There’s a shadow side to hyper-independence that not many people talk about.
It’s the quiet shame that surfaces when you realize how much you long to depend on someone—and how foreign or unsafe that can feel.
For some of us (including myself), independence became armor. It was how we learned to feel safe, to stay in control, to keep from being disappointed.
But after a while, that armor starts to isolate us. We start mistaking self-protection for strength, and self-reliance for worth.
As I mentioned earlier in the week, I recently went through a plot twist that allowed me to experience a lot of pivotal reflection—some of which was ancestral.
Seemingly, out of nowhere on Friday night, I felt stabbing pain in my side that constricted my breathing. My muscles started to spasm, and I couldn’t take a deep breath without feeling excruciating pain.

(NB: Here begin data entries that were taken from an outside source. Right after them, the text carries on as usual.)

//! Terrain tiles: sheet rules, neighbor matching and placement

pub mod matcher;
pub mod neighbors;
pub mod placement;
pub mod sheet;
#[cfg(feature = "sheet-image")]
pub mod slice;

pub use matcher::{best_tile_for, score, TileMatch, TileMatcher, NO_MATCH_SCORE};
pub use neighbors::{Direction, NeighborSignature};
pub use placement::{Rect, SourceRect, TilePlacement};
pub use sheet::{CollisionRectangleConfig, SheetCellRule, SheetLayout, Vec2};
#[cfg(feature = "sheet-image")]
pub use slice::SheetImage;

Going through that alone scared me.
Given the wisdom I’ve acquired up until this point, I knew that whatever I was experiencing wasn’t just about poor posture or tweaking a muscle. It was deeper than that. Something was trying to get my attention.
When I began to apply all the tools I had—intuitive insight, Reiki, somatic therapy—the storylines correlating to that pain began to unravel.

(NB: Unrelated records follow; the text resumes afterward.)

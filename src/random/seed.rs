//! Master seed resolution
//!
//! Priority: a `seed` query parameter, then the configured seed, then a
//! non-deterministic seed.

use std::time::{SystemTime, UNIX_EPOCH};

use levelgen_noise::MAX_INT32;

/// Where the master seed came from
#[derive(Debug, Clone, Copy, PartialEq, Eq)]
pub enum SeedSource {
    Query(u32),
    Config(u32),
    Entropy(u32),
}

impl SeedSource {
    pub fn seed(self) -> u32 {
        match self {
            SeedSource::Query(seed) | SeedSource::Config(seed) | SeedSource::Entropy(seed) => seed,
        }
    }

    pub fn is_deterministic(self) -> bool {
        !matches!(self, SeedSource::Entropy(_))
    }
}

/// Seeds wider than 32 bits keep their low bits, so negative seeds wrap.
pub fn seed_from_i64(value: i64) -> u32 {
    value as u32
}

/// Read `seed` from a URL-style query string (`?level=2&seed=42`).
///
/// An unparsable value is logged and ignored.
pub fn seed_from_query(query: &str) -> Option<u32> {
    let query = query.trim().trim_start_matches('?');
    let raw = query
        .split('&')
        .filter_map(|pair| pair.split_once('=').or(Some((pair, ""))))
        .filter(|(key, _)| *key == "seed")
        .map(|(_, value)| value.trim())
        .last()?;
    match raw.parse::<i64>() {
        Ok(value) => Some(seed_from_i64(value)),
        Err(_) => {
            tracing::warn!(value = raw, "ignoring unparsable seed parameter");
            None
        }
    }
}

/// A 31-bit seed from OS entropy, or from the wall clock if that fails
pub fn nondeterministic_seed() -> u32 {
    let mut bytes = [0u8; 4];
    match getrandom::getrandom(&mut bytes) {
        Ok(()) => u32::from_le_bytes(bytes) & MAX_INT32,
        Err(e) => {
            tracing::debug!(error = %e, "entropy unavailable, seeding from clock");
            let nanos = SystemTime::now()
                .duration_since(UNIX_EPOCH)
                .map(|d| d.as_nanos())
                .unwrap_or_default();
            (nanos as u32 ^ (nanos >> 32) as u32) & MAX_INT32
        }
    }
}

pub fn resolve_seed(query: Option<&str>, config_seed: Option<i64>) -> SeedSource {
    if let Some(seed) = query.and_then(seed_from_query) {
        return SeedSource::Query(seed);
    }
    if let Some(seed) = config_seed {
        return SeedSource::Config(seed_from_i64(seed));
    }
    SeedSource::Entropy(nondeterministic_seed())
}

War, pain, betrayal, heartache, loneliness, sadness, neglect, fear, grief…some of which wasn’t even mine, all began to come up to the surface.
I’ve been very open about my journey, and my hyper-independence is no secret to anyone who has witnessed even a chapter of my story…
But through this experience, I noticed that armor of mine cracking—and I realized that maybe, the real strength is in allowing myself to need, to trust, to let someone in.